# Dataset entries
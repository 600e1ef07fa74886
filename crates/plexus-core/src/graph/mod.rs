//! Adjacency graph module.
//!
//! # Overview
//!
//! This module turns a raw edge sequence into the canonical undirected graph
//! consumed by every metric in [`crate::metrics`].
//!
//! ## Pipeline
//!
//! ```text
//! edge list (pairs from an adjacency detector or an edge file)
//!        ↓  build::Graph::from_edges() / Graph::try_from_records()
//! Graph (symmetric, self-loop free, duplicate free)
//!        ↓  stats::GraphStats::from_graph()
//! GraphStats (density, component count, leaf count, …)
//! ```
//!
//! ## Typical Usage
//!
//! ```rust
//! use plexus_core::graph::{Graph, GraphStats};
//!
//! let g = Graph::from_edges([("hall", "kitchen"), ("hall", "office")]);
//! let stats = GraphStats::from_graph(&g);
//! assert_eq!(stats.node_count, 3);
//! assert_eq!(stats.component_count, 1);
//! ```

pub mod build;
pub mod stats;

pub use build::{BuildReport, EdgeOutcome, Graph, GraphBuilder, GraphError};
pub use stats::GraphStats;
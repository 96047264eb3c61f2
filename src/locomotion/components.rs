//! Locomotion domain: components and physics layers for the character rig.

use avian3d::prelude::*;
use bevy::prelude::*;

/// Physics layers for collision filtering
#[derive(PhysicsLayer, Clone, Copy, Debug, Default)]
pub enum GameLayer {
    #[default]
    Default,
    /// Walkable world geometry (floors, ramps, ledges, walls)
    Ground,
    /// Player character
    Player,
    /// Trigger volumes - never count as ground contact
    Sensor,
}

#[derive(Component, Debug)]
pub struct Player;

/// Marker for ground colliders
#[derive(Component, Debug)]
pub struct Ground;

/// Marker for the camera rig entity driven by the orientation phase.
#[derive(Component, Debug)]
pub struct CameraRig;

/// Explicit wiring from a character to the camera whose basis steers it.
#[derive(Component, Debug, Clone, Copy)]
pub struct LocomotionRig {
    pub camera: Option<Entity>,
}

impl LocomotionRig {
    pub fn new(camera: Entity) -> Self {
        Self {
            camera: Some(camera),
        }
    }
}

/// Collision capsule parameters the controller reads and partly mutates.
#[derive(Component, Debug, Clone)]
pub struct CharacterBody {
    pub radius: f32,
    pub height: f32,
    /// Step height restored whenever the character is grounded.
    pub configured_step_offset: f32,
    /// Live step height; zeroed while airborne.
    pub step_offset: f32,
    /// Maximum walkable slope in degrees.
    pub slope_limit: f32,
}

impl Default for CharacterBody {
    fn default() -> Self {
        Self::new(0.35, 1.8, 0.3, 45.0)
    }
}

impl CharacterBody {
    pub fn new(radius: f32, height: f32, step_offset: f32, slope_limit: f32) -> Self {
        Self {
            radius,
            height,
            configured_step_offset: step_offset,
            step_offset,
            slope_limit,
        }
    }

    /// Length of the cylindrical section of the capsule collider.
    pub fn capsule_length(&self) -> f32 {
        (self.height - 2.0 * self.radius).max(0.0)
    }

    pub fn collider(&self) -> Collider {
        Collider::capsule(self.radius, self.capsule_length())
    }
}
//! Content domain: data-driven tuning loaded from `assets/data`.

mod loader;

#[cfg(test)]
mod tests;

pub use loader::{ContentLoadError, load_tuning, parse_tuning};

use bevy::prelude::*;
use std::path::PathBuf;

use crate::locomotion::LocomotionTuning;

/// Where the locomotion tuning file lives.
#[derive(Resource, Debug, Clone)]
pub struct TuningSource {
    pub path: PathBuf,
}

impl Default for TuningSource {
    fn default() -> Self {
        Self {
            path: PathBuf::from("assets/data/locomotion.ron"),
        }
    }
}

pub struct ContentPlugin;

impl Plugin for ContentPlugin {
    fn build(&self, app: &mut App) {
        app.init_resource::<TuningSource>()
            .add_systems(PreStartup, load_tuning_on_startup);
    }
}

/// Replace the default tuning with the file's contents, keeping defaults on failure.
fn load_tuning_on_startup(mut commands: Commands, source: Res<TuningSource>) {
    match load_tuning(&source.path) {
        Ok(tuning) => {
            info!(
                "Loaded locomotion tuning from {}: run_speed={}, sprint_speed={}, gravity={}",
                source.path.display(),
                tuning.movement.run_speed,
                tuning.movement.sprint_speed,
                tuning.vertical.gravity
            );
            commands.insert_resource(tuning);
        }
        Err(e) => {
            warn!("{}; using default locomotion tuning", e);
            commands.insert_resource(LocomotionTuning::default());
        }
    }
}
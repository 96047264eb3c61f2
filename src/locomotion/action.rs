//! Attack and gather actions layered over locomotion.
//!
//! Actions never move the character. They only feed the animation block,
//! and gathering yields to any movement intent or to leaving the ground.

use bevy::prelude::*;

use crate::locomotion::resources::{ActionTuning, InputSnapshot};
use crate::locomotion::state::MovementState;

#[derive(Resource, Debug, Clone, Default, PartialEq)]
pub struct ActionInput {
    pub attack_pressed: bool,
    pub gather_pressed: bool,
    attack_elapsed: f32,
    gather_elapsed: f32,
}

impl ActionInput {
    /// Start an attack. A running attack is not restarted.
    pub fn press_attack(&mut self) {
        if !self.attack_pressed {
            self.attack_pressed = true;
            self.attack_elapsed = 0.0;
        }
    }

    pub fn press_gather(&mut self) {
        if !self.gather_pressed {
            self.gather_pressed = true;
            self.gather_elapsed = 0.0;
        }
    }

    /// Advance one tick: cancel gathering on movement input or an airborne
    /// state, then end each action once its clip duration has elapsed.
    pub fn update(
        &mut self,
        input: &InputSnapshot,
        state: MovementState,
        tuning: &ActionTuning,
        dt: f32,
    ) {
        if self.gather_pressed && (input.has_movement() || state.is_airborne()) {
            self.gather_pressed = false;
            debug!("Gather cancelled: state {:?}", state);
        }

        if self.attack_pressed {
            self.attack_elapsed += dt;
            if self.attack_elapsed >= tuning.attack_duration {
                self.attack_pressed = false;
            }
        }

        if self.gather_pressed {
            self.gather_elapsed += dt;
            if self.gather_elapsed >= tuning.gather_duration {
                self.gather_pressed = false;
            }
        }
    }

    /// True while an action that overrides the locomotion layer plays.
    /// Attacks blend over locomotion, so only gathering counts.
    pub fn is_playing_action(&self) -> bool {
        self.gather_pressed
    }
}
use avian3d::prelude::*;
use bevy::prelude::*;
use bevy::window::{CursorGrabMode, CursorOptions, PrimaryWindow};

use stride::content::ContentPlugin;
use stride::locomotion::{
    AnimationParams, CameraRig, CharacterBody, GameLayer, LocomotionController, LocomotionPlugin,
    LocomotionRig, LocomotionSystems, OrientationState, Player,
};

/// Pivot above the character's centre the camera orbits around.
const CAMERA_PIVOT_HEIGHT: f32 = 0.6;
const CAMERA_DISTANCE: f32 = 4.0;

fn main() {
    let mut app = App::new();
    app.add_plugins(DefaultPlugins.set(WindowPlugin {
        primary_window: Some(Window {
            title: "Stride".to_string(),
            resolution: (1280, 720).into(),
            resizable: true,
            ..default()
        }),
        ..default()
    }))
    .add_plugins(PhysicsPlugins::default())
    .add_plugins((ContentPlugin, LocomotionPlugin))
    .add_systems(Startup, (spawn_player, grab_cursor))
    .add_systems(Update, toggle_cursor_grab)
    .add_systems(Update, follow_player.after(LocomotionSystems::Orient));

    #[cfg(feature = "dev-tools")]
    app.add_plugins(stride::dev::DevToolsPlugin);

    app.run();
}

fn spawn_player(
    mut commands: Commands,
    mut meshes: ResMut<Assets<Mesh>>,
    mut materials: ResMut<Assets<StandardMaterial>>,
) {
    let camera = commands
        .spawn((
            Camera3d::default(),
            CameraRig,
            Transform::from_xyz(0.0, 2.6, CAMERA_DISTANCE),
        ))
        .id();

    let body = CharacterBody::default();
    commands.spawn((
        // Identity & locomotion
        (
            Player,
            LocomotionRig::new(camera),
            LocomotionController::default(),
            OrientationState::default(),
            AnimationParams::default(),
        ),
        // Rendering
        Mesh3d(meshes.add(Capsule3d::new(body.radius, body.capsule_length()))),
        MeshMaterial3d(materials.add(Color::srgb(0.9, 0.9, 0.9))),
        Transform::from_xyz(0.0, 2.0, 0.0),
        // Physics
        (
            RigidBody::Dynamic,
            body.collider(),
            LockedAxes::ROTATION_LOCKED,
            LinearVelocity::default(),
            GravityScale(0.0), // Gravity is integrated by the controller
            Friction::new(0.0),
            CollidingEntities::default(),
            CollisionLayers::new(GameLayer::Player, [GameLayer::Ground, GameLayer::Sensor]),
        ),
        body,
    ));
}

/// Keep each rig's camera orbiting its character at a fixed distance.
fn follow_player(
    players: Query<(&Transform, &LocomotionRig), (With<Player>, Without<CameraRig>)>,
    mut rigs: Query<&mut Transform, (With<CameraRig>, Without<Player>)>,
) {
    for (transform, rig) in &players {
        let Some(mut camera) = rig.camera.and_then(|camera| rigs.get_mut(camera).ok()) else {
            continue;
        };
        let pivot = transform.translation + Vec3::Y * CAMERA_PIVOT_HEIGHT;
        camera.translation = pivot + camera.rotation * Vec3::Z * CAMERA_DISTANCE;
    }
}

fn grab_cursor(mut cursors: Query<&mut CursorOptions, With<PrimaryWindow>>) {
    if let Ok(mut cursor) = cursors.single_mut() {
        cursor.grab_mode = CursorGrabMode::Locked;
        cursor.visible = false;
    }
}

fn toggle_cursor_grab(
    keyboard: Res<ButtonInput<KeyCode>>,
    mouse: Res<ButtonInput<MouseButton>>,
    mut cursors: Query<&mut CursorOptions, With<PrimaryWindow>>,
) {
    let Ok(mut cursor) = cursors.single_mut() else {
        return;
    };

    if keyboard.just_pressed(KeyCode::Escape) {
        cursor.grab_mode = CursorGrabMode::None;
        cursor.visible = true;
    } else if mouse.just_pressed(MouseButton::Left) && cursor.grab_mode == CursorGrabMode::None {
        cursor.grab_mode = CursorGrabMode::Locked;
        cursor.visible = false;
    }
}
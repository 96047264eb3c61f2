//! Locomotion domain: one-time wiring validation.

use avian3d::prelude::*;
use bevy::ecs::error::BevyError;
use bevy::prelude::*;

use crate::locomotion::components::{CharacterBody, LocomotionRig, Player};
use crate::locomotion::error::SetupError;
use crate::locomotion::resources::LocomotionTuning;

/// Fail fast on missing collaborators instead of polling for them every tick.
pub(crate) fn validate_rigs(
    tuning: Res<LocomotionTuning>,
    players: Query<(Entity, Option<&LocomotionRig>, Has<CharacterBody>, Has<Collider>), With<Player>>,
    cameras: Query<(), With<Camera>>,
) -> Result<(), BevyError> {
    let violations = tuning.validate();
    if !violations.is_empty() {
        return Err(SetupError::InvalidTuning(violations).into());
    }

    for (player, rig, has_body, has_collider) in &players {
        let camera = check_rig(player, rig, has_body && has_collider, |camera| {
            cameras.contains(camera)
        })?;
        info!("Locomotion rig ready: player={}, camera={}", player, camera);
    }

    Ok(())
}

/// Resolve one player's camera, or the first wiring fault found.
pub(crate) fn check_rig(
    player: Entity,
    rig: Option<&LocomotionRig>,
    has_body: bool,
    camera_exists: impl Fn(Entity) -> bool,
) -> Result<Entity, SetupError> {
    let Some(rig) = rig else {
        return Err(SetupError::MissingRig(player));
    };
    if !has_body {
        return Err(SetupError::MissingBody(player));
    }
    let Some(camera) = rig.camera else {
        return Err(SetupError::MissingCamera(player));
    };
    if !camera_exists(camera) {
        return Err(SetupError::CameraNotFound { player, camera });
    }
    Ok(camera)
}
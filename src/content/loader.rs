//! Loader for RON tuning files at startup.

use ron::Options;
use std::fs;
use std::path::Path;
use thiserror::Error;

use crate::locomotion::LocomotionTuning;

/// Error type for content loading failures.
#[derive(Debug, Error)]
pub enum ContentLoadError {
    #[error("Failed to load {file}: IO error: {error}")]
    Io {
        file: String,
        #[source]
        error: std::io::Error,
    },
    #[error("Failed to load {file}: Parse error: {error}")]
    Parse {
        file: String,
        #[source]
        error: ron::error::SpannedError,
    },
}

/// Create RON options with extensions enabled for more flexible parsing.
fn ron_options() -> Options {
    Options::default().with_default_extension(ron::extensions::Extensions::IMPLICIT_SOME)
}

/// Parse tuning from RON text. Omitted fields keep their defaults.
pub fn parse_tuning(file: &str, contents: &str) -> Result<LocomotionTuning, ContentLoadError> {
    ron_options()
        .from_str(contents)
        .map_err(|error| ContentLoadError::Parse {
            file: file.to_string(),
            error,
        })
}

/// Load a single `LocomotionTuning` struct from a RON file.
pub fn load_tuning(path: &Path) -> Result<LocomotionTuning, ContentLoadError> {
    let file = path.display().to_string();
    let contents = fs::read_to_string(path).map_err(|error| ContentLoadError::Io {
        file: file.clone(),
        error,
    })?;

    parse_tuning(&file, &contents)
}
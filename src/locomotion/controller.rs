//! Per-tick orchestration of ground sensing, classification and integration.

use bevy::prelude::*;

use crate::locomotion::classifier::classify;
use crate::locomotion::ground::{CollisionBody, GroundProbeResult, GroundQuery, probe, surface_normal};
use crate::locomotion::integrator::CameraBasis;
use crate::locomotion::resources::{InputSnapshot, LocomotionTuning};
use crate::locomotion::state::{KinematicState, MovementState};

/// Locomotion memory for one character.
///
/// Beyond the kinematic accumulator the only cross-tick fields are the
/// previous state (anti-bump edge) and the jump latch inside `kinematics`.
#[derive(Component, Debug, Clone, Default)]
pub struct LocomotionController {
    pub state: MovementState,
    pub previous_state: MovementState,
    pub kinematics: KinematicState,
    pub last_probe: GroundProbeResult,
}

impl LocomotionController {
    /// Run one simulation tick: classify, integrate vertical, integrate
    /// horizontal and request the displacement from the body.
    pub fn tick<B, G>(
        &mut self,
        tuning: &LocomotionTuning,
        input: &InputSnapshot,
        camera: CameraBasis,
        body: &mut B,
        ground: &G,
        dt: f32,
    ) -> MovementState
    where
        B: CollisionBody + ?Sized,
        G: GroundQuery + ?Sized,
    {
        // Strategy follows last tick's state group, never the raw probe result.
        let ground_probe = probe(&*body, ground, self.state.is_grounded(), &tuning.ground);
        self.last_probe = ground_probe;

        let resolved_velocity = body.velocity();
        self.previous_state = self.state;
        self.state = classify(
            input,
            &mut self.kinematics,
            resolved_velocity,
            &ground_probe,
            self.previous_state,
            &tuning.movement,
        );

        let step_offset = self
            .kinematics
            .step_offset_override
            .unwrap_or_else(|| body.configured_step_offset());
        body.set_step_offset(step_offset);

        self.kinematics.integrate_vertical(
            input,
            self.state.is_grounded(),
            self.previous_state,
            &tuning.vertical,
            dt,
        );

        let steep_normal = if self.state.is_airborne() {
            Some((surface_normal(&*body, ground, &tuning.ground), body.slope_limit()))
        } else {
            None
        };

        let velocity = self.kinematics.integrate_horizontal(
            self.state,
            camera,
            input,
            resolved_velocity,
            steep_normal,
            &tuning.movement,
            dt,
        );
        body.move_by(velocity * dt);

        self.state
    }
}
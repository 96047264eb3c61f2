//! Third-person character locomotion for Bevy + avian3d.

pub mod content;
#[cfg(feature = "dev-tools")]
pub mod dev;
pub mod locomotion;
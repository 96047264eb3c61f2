//! Camera look and body facing, including the idle snap-to-camera turn.

use bevy::prelude::*;

use crate::locomotion::math::{delta_angle, signed_angle_about_up, yaw_forward};
use crate::locomotion::resources::{InputSnapshot, LookTuning};
use crate::locomotion::state::{MovementState, OrientationState};

/// Read-only results of an orientation update.
#[derive(Debug, Clone, Copy, PartialEq)]
pub struct OrientationOutput {
    pub camera_yaw: f32,
    pub camera_pitch: f32,
    pub body_yaw: f32,
    pub rotation_mismatch: f32,
    pub is_rotating_to_target: bool,
}

impl OrientationState {
    pub fn update(
        &mut self,
        input: &InputSnapshot,
        state: MovementState,
        tuning: &LookTuning,
        dt: f32,
    ) -> OrientationOutput {
        let yaw_delta = -tuning.horizontal_sensitivity * input.look.x;
        self.camera_yaw += yaw_delta;
        self.target_yaw += yaw_delta;
        self.camera_pitch = (self.camera_pitch - tuning.vertical_sensitivity * input.look.y)
            .clamp(-tuning.pitch_limit, tuning.pitch_limit);

        match state {
            MovementState::Idling => self.update_idle_rotation(tuning, dt),
            MovementState::Walking
            | MovementState::Running
            | MovementState::Sprinting
            | MovementState::Jumping
            | MovementState::Falling => {
                self.idle_rotation_timer = 0.0;
                self.rotate_toward_target(tuning, dt);
            }
        }

        self.rotation_mismatch = self.measure_mismatch();
        self.output()
    }

    fn update_idle_rotation(&mut self, tuning: &LookTuning, dt: f32) {
        if !self.is_rotating_to_target() {
            if self.rotation_mismatch.abs() <= tuning.rotation_threshold {
                return;
            }
            self.idle_rotation_timer = tuning.rotate_to_target_time;
            self.idle_rotation_sign = if self.rotation_mismatch > 0.0 { 1.0 } else { -1.0 };
            debug!(
                "Idle rotation started: mismatch {:.1}, sign {}",
                self.rotation_mismatch, self.idle_rotation_sign
            );
        }

        if self.rotation_mismatch * self.idle_rotation_sign <= 0.0 {
            self.idle_rotation_timer = 0.0;
            debug!("Idle rotation finished: mismatch {:.1}", self.rotation_mismatch);
            return;
        }

        self.rotate_toward_target(tuning, dt);
        self.idle_rotation_timer -= dt;

        if self.idle_rotation_timer <= 0.0 {
            self.idle_rotation_timer = 0.0;
            if self.rotation_mismatch.abs() > tuning.continue_rotation_threshold {
                self.idle_rotation_timer = tuning.rotate_to_target_time;
            }
        }
    }

    fn rotate_toward_target(&mut self, tuning: &LookTuning, dt: f32) {
        let t = (tuning.body_rotation_speed * dt).clamp(0.0, 1.0);
        self.body_yaw += delta_angle(self.body_yaw, self.target_yaw) * t;
    }

    /// Signed angle from body forward to camera forward on the horizontal
    /// plane. Camera pitch does not enter, so only the yaws are compared.
    pub fn measure_mismatch(&self) -> f32 {
        signed_angle_about_up(yaw_forward(self.body_yaw), yaw_forward(self.camera_yaw))
    }

    pub fn output(&self) -> OrientationOutput {
        OrientationOutput {
            camera_yaw: self.camera_yaw,
            camera_pitch: self.camera_pitch,
            body_yaw: self.body_yaw,
            rotation_mismatch: self.rotation_mismatch,
            is_rotating_to_target: self.is_rotating_to_target(),
        }
    }
}
//! Movement state classification, recomputed from scratch every tick.

use bevy::prelude::*;

use crate::locomotion::ground::GroundProbeResult;
use crate::locomotion::math::horizontal;
use crate::locomotion::resources::{InputSnapshot, MovementTuning};
use crate::locomotion::state::{KinematicState, MovementState};

/// Running needs the forward component to dominate; backward never runs.
pub fn can_run(input: &InputSnapshot) -> bool {
    input.movement.y >= input.movement.x.abs()
}

/// Classify this tick's movement state.
///
/// `resolved_velocity` is the body's velocity after last tick's move was
/// resolved, so the state reflects actual motion rather than intent. Consumes
/// `jumped_last_frame` and sets the step-offset override as a side effect.
pub fn classify(
    input: &InputSnapshot,
    kinematics: &mut KinematicState,
    resolved_velocity: Vec3,
    ground_probe: &GroundProbeResult,
    previous_state: MovementState,
    tuning: &MovementTuning,
) -> MovementState {
    let moving_horizontally = horizontal(resolved_velocity).length() > tuning.moving_threshold;
    let has_input = input.has_movement();
    let walking = (moving_horizontally || has_input) && (!can_run(input) || input.walk_toggled);
    let sprinting = input.sprint_toggled && moving_horizontally;

    let horizontal_state = if walking {
        MovementState::Walking
    } else if sprinting {
        MovementState::Sprinting
    } else if moving_horizontally || has_input {
        MovementState::Running
    } else {
        MovementState::Idling
    };

    let airborne = !ground_probe.is_grounded || kinematics.jumped_last_frame;
    let state = if airborne {
        kinematics.jumped_last_frame = false;
        if kinematics.vertical_velocity > 0.0 {
            MovementState::Jumping
        } else {
            MovementState::Falling
        }
    } else {
        horizontal_state
    };

    let override_offset = if state.is_airborne() { Some(0.0) } else { None };
    if override_offset != kinematics.step_offset_override {
        debug!(
            "Step offset {}",
            if override_offset.is_some() { "suspended" } else { "restored" }
        );
        kinematics.step_offset_override = override_offset;
    }

    if state != previous_state {
        debug!("Movement state: {:?} -> {:?}", previous_state, state);
    }

    state
}
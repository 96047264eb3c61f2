//! Small vector helpers shared by the integrator and orientation phases.

use bevy::prelude::*;

/// Project onto the horizontal plane and normalise, `None` when degenerate.
pub fn flatten(v: Vec3) -> Option<Vec3> {
    Vec3::new(v.x, 0.0, v.z).try_normalize()
}

/// Horizontal part of `v` with `y` dropped, not normalised.
pub fn horizontal(v: Vec3) -> Vec3 {
    Vec3::new(v.x, 0.0, v.z)
}

/// Forward vector of a yaw given in degrees.
pub fn yaw_forward(yaw: f32) -> Vec3 {
    Quat::from_rotation_y(yaw.to_radians()) * Vec3::NEG_Z
}

pub fn yaw_rotation(yaw: f32) -> Quat {
    Quat::from_rotation_y(yaw.to_radians())
}

/// Camera rotation from yaw and pitch, both in degrees.
pub fn look_rotation(yaw: f32, pitch: f32) -> Quat {
    Quat::from_euler(EulerRot::YXZ, yaw.to_radians(), pitch.to_radians(), 0.0)
}

/// Shortest signed difference `to - from`, wrapped to (-180, 180].
pub fn delta_angle(from: f32, to: f32) -> f32 {
    let d = (to - from).rem_euclid(360.0);
    if d > 180.0 { d - 360.0 } else { d }
}

/// Signed angle in degrees from `from` to `to` about world up.
/// A zero cross product counts as positive.
pub fn signed_angle_about_up(from: Vec3, to: Vec3) -> f32 {
    let angle = from.angle_between(to).to_degrees();
    if from.cross(to).dot(Vec3::Y) >= 0.0 {
        angle
    } else {
        -angle
    }
}

/// Angle between a surface normal and world up, in degrees.
pub fn slope_angle(normal: Vec3) -> f32 {
    normal.angle_between(Vec3::Y).to_degrees()
}

#[cfg(test)]
mod tests {
    use super::*;

    #[test]
    fn test_delta_angle_wraps_shortest_way() {
        assert_eq!(delta_angle(10.0, 30.0), 20.0);
        assert_eq!(delta_angle(350.0, 10.0), 20.0);
        assert_eq!(delta_angle(10.0, 350.0), -20.0);
        assert_eq!(delta_angle(0.0, 180.0), 180.0);
    }

    #[test]
    fn test_flatten_rejects_vertical_vectors() {
        assert!(flatten(Vec3::NEG_Y).is_none());
        let flat = flatten(Vec3::new(0.0, -0.9, -0.1)).unwrap();
        assert!((flat - Vec3::NEG_Z).length() < 1e-5);
    }

    #[test]
    fn test_signed_angle_sign_follows_handedness() {
        let forward = yaw_forward(0.0);
        let left = yaw_forward(30.0);
        assert!((signed_angle_about_up(forward, left) - 30.0).abs() < 1e-3);
        assert!((signed_angle_about_up(left, forward) + 30.0).abs() < 1e-3);
    }

    #[test]
    fn test_slope_angle() {
        assert!(slope_angle(Vec3::Y).abs() < 1e-4);
        let n = Vec3::new(1.0, 1.0, 0.0).normalize();
        assert!((slope_angle(n) - 45.0).abs() < 1e-3);
    }
}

# Assignment
With the first line being the one containing "given in degrees." and the last line the one containing "about world up.", transcribe exactly the lines above that fall in that range.

# Answer below
/// Forward vector of a yaw given in degrees.
pub fn yaw_forward(yaw: f32) -> Vec3 {
    Quat::from_rotation_y(yaw.to_radians()) * Vec3::NEG_Z
}

pub fn yaw_rotation(yaw: f32) -> Quat {
    Quat::from_rotation_y(yaw.to_radians())
}

/// Camera rotation from yaw and pitch, both in degrees.
pub fn look_rotation(yaw: f32, pitch: f32) -> Quat {
    Quat::from_euler(EulerRot::YXZ, yaw.to_radians(), pitch.to_radians(), 0.0)
}

/// Shortest signed difference `to - from`, wrapped to (-180, 180].
pub fn delta_angle(from: f32, to: f32) -> f32 {
    let d = (to - from).rem_euclid(360.0);
    if d > 180.0 { d - 360.0 } else { d }
}

/// Signed angle in degrees from `from` to `to` about world up.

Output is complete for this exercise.